Maximising Carbon Storage
Timber-based products generally have lower embodied carbon, but they have another important advantage: storing carbon from the atmosphere.
A growing tree absorbs carbon dioxide from the atmosphere and, as a result, stores carbon in its timber. When timber is harvested, this ‘biogenic carbon’ remains stored (known as ‘sequestered’) until the timber is broken down through incineration or decomposition.
Peter’s approach of maximising the use of timber-based products means a very significant amount of biogenic carbon has been stored. In fact, as shown in figure 3, the amount of carbon stored in the COP26 House far exceeds its upfront (up to practical completion) embodied carbon emissions.
At practical completion, the COP26 House accounts for around 24,000 kg of embodied carbon but is, at the same time, storing more than double that at around 53,000 kg of biogenic carbon.
This has been possible through clever use of timber-based products throughout the house. Many parts of the house that may traditionally use a different type of product have instead used timber – even the roof covering on the COP26 House is timber!

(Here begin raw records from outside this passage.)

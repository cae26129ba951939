use std::collections::HashMap;
use std::sync::Arc;

use log::debug;
use parking_lot::Mutex;

use crate::packet::MacAddr;

/// Per-switch map from host MAC address to the port it was last seen on.
///
/// Entries never expire; they live as long as the switch stays attached to the
/// `SwitchRegistry`.
#[derive(Debug, Default)]
pub struct MacLearningTable {
    known_hosts: HashMap<MacAddr, u32>,
}

impl MacLearningTable {
    pub fn new() -> MacLearningTable {
        MacLearningTable::default()
    }

    /// Record that `mac` was seen on `port`, overwriting any earlier port.
    pub fn learn(&mut self, mac: MacAddr, port: u32) {
        if let Some(old) = self.known_hosts.insert(mac, port) {
            if old != port {
                debug!("host {} moved from port {} to {}", mac, old, port);
            }
        }
    }

    pub fn lookup(&self, mac: &MacAddr) -> Option<u32> {
        self.known_hosts.get(mac).copied()
    }

    /// Drop every host recorded against `port`. Returns how many were dropped.
    pub fn forget_port(&mut self, port: u32) -> usize {
        let before = self.known_hosts.len();
        self.known_hosts.retain(|_, p| *p != port);
        before - self.known_hosts.len()
    }

    pub fn len(&self) -> usize {
        self.known_hosts.len()
    }

    pub fn is_empty(&self) -> bool {
        self.known_hosts.is_empty()
    }
}

pub type SharedTable = Arc<Mutex<MacLearningTable>>;

/// Process-wide registry of learning tables keyed by datapath id.
///
/// The registry lock is only held to insert, remove or clone a handle. Each
/// table is locked solely by the session that owns its switch.
#[derive(Debug, Default)]
pub struct SwitchRegistry {
    tables: Mutex<HashMap<u64, SharedTable>>,
}

impl SwitchRegistry {
    pub fn new() -> SwitchRegistry {
        SwitchRegistry::default()
    }

    /// Return the table for `dpid`, creating an empty one on first contact.
    pub fn attach(&self, dpid: u64) -> SharedTable {
        let mut tables = self.tables.lock();
        tables
            .entry(dpid)
            .or_insert_with(|| Arc::new(Mutex::new(MacLearningTable::new())))
            .clone()
    }

    /// Register a fresh, empty table for `dpid`, replacing whatever an
    /// earlier session left behind.
    pub fn connect(&self, dpid: u64) -> SharedTable {
        let table = Arc::new(Mutex::new(MacLearningTable::new()));
        if let Some(old) = self.tables.lock().insert(dpid, table.clone()) {
            debug!(
                "switch {:016x}: replaced table holding {} hosts from a previous session",
                dpid,
                old.lock().len()
            );
        }
        table
    }

    /// Discard the table for `dpid`.
    pub fn detach(&self, dpid: u64) -> bool {
        self.tables.lock().remove(&dpid).is_some()
    }

    /// Discard the table for `dpid` only if it is still `table`. A session
    /// that lost its switch to a newer connection leaves that one alone.
    pub fn detach_if(&self, dpid: u64, table: &SharedTable) -> bool {
        let mut tables = self.tables.lock();
        match tables.get(&dpid) {
            Some(current) if Arc::ptr_eq(current, table) => {
                tables.remove(&dpid);
                true
            }
            _ => false,
        }
    }

    pub fn get(&self, dpid: u64) -> Option<SharedTable> {
        self.tables.lock().get(&dpid).cloned()
    }

    pub fn len(&self) -> usize {
        self.tables.lock().len()
    }

    pub fn is_empty(&self) -> bool {
        self.tables.lock().is_empty()
    }
}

Figure 4 shows the percentage contribution each building element type makes to the embodied carbon total (positive values in dark blue) and stored biogenic carbon (negative values in green) total.
For any building that stores biogenic carbon, this carbon is eventually destined to return to the atmosphere when the products are disposed of through incineration or decomposition. However, to maximise the benefit of stored carbon, end of life disposal should be delayed for as long as possible by designing for resilience and simple future re-use. This is how the COP26 House has been designed, and so its life should far exceed the standard sixty-year study period. In addition, care has been taken to use standard components that are easily dismantled so they can be simply re-used in a future building.
Achieving a whole life embodied carbon result that is well below the most stringent RIBA 2030 Challenge target, as well as storing more than twice the carbon that is emitted at the point of practical completion, means the COP26 House can be considered an exemplar in low embodied carbon design.